> WORK REQUEST: Only the lines with "analyzer" in the entries below belong in the answer; please copy them.

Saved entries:
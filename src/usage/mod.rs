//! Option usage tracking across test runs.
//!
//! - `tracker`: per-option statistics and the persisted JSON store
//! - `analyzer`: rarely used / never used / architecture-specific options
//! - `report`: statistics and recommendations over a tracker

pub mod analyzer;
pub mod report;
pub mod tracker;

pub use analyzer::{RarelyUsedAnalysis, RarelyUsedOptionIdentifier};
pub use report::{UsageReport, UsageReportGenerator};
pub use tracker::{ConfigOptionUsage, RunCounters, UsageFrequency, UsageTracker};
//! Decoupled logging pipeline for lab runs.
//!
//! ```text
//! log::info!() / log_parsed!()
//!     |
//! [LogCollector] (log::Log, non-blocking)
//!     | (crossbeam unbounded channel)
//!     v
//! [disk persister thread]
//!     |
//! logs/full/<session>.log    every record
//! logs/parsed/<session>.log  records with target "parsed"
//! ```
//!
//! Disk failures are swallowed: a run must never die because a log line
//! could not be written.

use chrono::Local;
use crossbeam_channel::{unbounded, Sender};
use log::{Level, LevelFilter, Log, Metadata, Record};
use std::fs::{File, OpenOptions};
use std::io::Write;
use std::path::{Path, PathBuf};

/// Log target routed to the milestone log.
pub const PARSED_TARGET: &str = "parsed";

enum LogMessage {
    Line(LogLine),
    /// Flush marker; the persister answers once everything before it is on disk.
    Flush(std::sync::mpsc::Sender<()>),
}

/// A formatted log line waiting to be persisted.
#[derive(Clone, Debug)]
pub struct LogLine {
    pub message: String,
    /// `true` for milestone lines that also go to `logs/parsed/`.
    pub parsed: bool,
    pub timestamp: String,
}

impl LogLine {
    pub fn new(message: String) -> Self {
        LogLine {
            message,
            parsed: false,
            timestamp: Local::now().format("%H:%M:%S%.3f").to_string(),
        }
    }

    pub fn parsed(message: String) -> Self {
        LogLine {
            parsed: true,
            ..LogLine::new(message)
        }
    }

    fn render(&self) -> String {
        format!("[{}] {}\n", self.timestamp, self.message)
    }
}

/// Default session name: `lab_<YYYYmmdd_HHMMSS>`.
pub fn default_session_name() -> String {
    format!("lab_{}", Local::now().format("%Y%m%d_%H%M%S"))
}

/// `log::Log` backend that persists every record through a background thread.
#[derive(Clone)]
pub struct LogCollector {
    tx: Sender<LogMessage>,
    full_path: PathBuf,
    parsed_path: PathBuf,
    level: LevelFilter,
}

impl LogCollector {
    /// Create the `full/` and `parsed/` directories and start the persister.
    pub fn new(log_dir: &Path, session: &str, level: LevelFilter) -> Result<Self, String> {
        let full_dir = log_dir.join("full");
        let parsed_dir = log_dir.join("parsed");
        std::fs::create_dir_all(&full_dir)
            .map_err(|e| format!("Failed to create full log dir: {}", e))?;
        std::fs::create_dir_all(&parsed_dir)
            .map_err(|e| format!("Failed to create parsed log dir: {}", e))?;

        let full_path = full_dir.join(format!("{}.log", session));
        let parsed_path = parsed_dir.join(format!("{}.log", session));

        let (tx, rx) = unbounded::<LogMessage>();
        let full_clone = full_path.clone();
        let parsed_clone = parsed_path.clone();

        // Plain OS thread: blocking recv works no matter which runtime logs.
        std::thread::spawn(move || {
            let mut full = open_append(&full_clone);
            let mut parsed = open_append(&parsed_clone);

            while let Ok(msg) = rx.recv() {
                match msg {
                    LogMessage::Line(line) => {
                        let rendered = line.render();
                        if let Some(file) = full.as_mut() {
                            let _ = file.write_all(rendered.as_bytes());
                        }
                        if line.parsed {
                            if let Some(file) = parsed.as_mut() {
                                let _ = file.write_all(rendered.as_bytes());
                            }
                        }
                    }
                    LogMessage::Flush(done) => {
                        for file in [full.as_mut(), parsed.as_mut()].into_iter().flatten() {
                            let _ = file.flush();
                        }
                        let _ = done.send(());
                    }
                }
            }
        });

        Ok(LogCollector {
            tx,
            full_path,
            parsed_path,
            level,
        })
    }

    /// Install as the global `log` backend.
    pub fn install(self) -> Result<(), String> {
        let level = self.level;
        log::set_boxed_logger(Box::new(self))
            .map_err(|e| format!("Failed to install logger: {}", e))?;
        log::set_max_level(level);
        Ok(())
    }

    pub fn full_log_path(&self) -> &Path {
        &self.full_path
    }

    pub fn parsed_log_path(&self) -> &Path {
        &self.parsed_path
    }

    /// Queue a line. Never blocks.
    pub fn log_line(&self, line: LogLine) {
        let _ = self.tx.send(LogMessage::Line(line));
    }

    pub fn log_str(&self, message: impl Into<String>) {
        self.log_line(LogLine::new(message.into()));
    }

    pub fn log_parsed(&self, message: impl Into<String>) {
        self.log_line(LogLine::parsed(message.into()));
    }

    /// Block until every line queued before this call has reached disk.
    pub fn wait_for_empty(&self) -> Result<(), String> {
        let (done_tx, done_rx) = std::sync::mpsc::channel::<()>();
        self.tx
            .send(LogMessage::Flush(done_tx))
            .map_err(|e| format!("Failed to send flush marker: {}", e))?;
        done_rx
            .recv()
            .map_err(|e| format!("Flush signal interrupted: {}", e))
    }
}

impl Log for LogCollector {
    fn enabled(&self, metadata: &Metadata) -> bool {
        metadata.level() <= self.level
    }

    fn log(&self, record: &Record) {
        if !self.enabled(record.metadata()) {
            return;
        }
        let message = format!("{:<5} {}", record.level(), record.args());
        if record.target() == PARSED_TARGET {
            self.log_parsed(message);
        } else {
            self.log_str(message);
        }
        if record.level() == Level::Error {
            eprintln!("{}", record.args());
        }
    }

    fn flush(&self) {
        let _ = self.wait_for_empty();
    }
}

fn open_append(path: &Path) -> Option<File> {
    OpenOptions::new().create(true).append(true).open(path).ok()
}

> FINAL ANSWER:
//! - `analyzer`: rarely used / never used / architecture-specific options
pub mod analyzer;
pub use analyzer::{RarelyUsedAnalysis, RarelyUsedOptionIdentifier};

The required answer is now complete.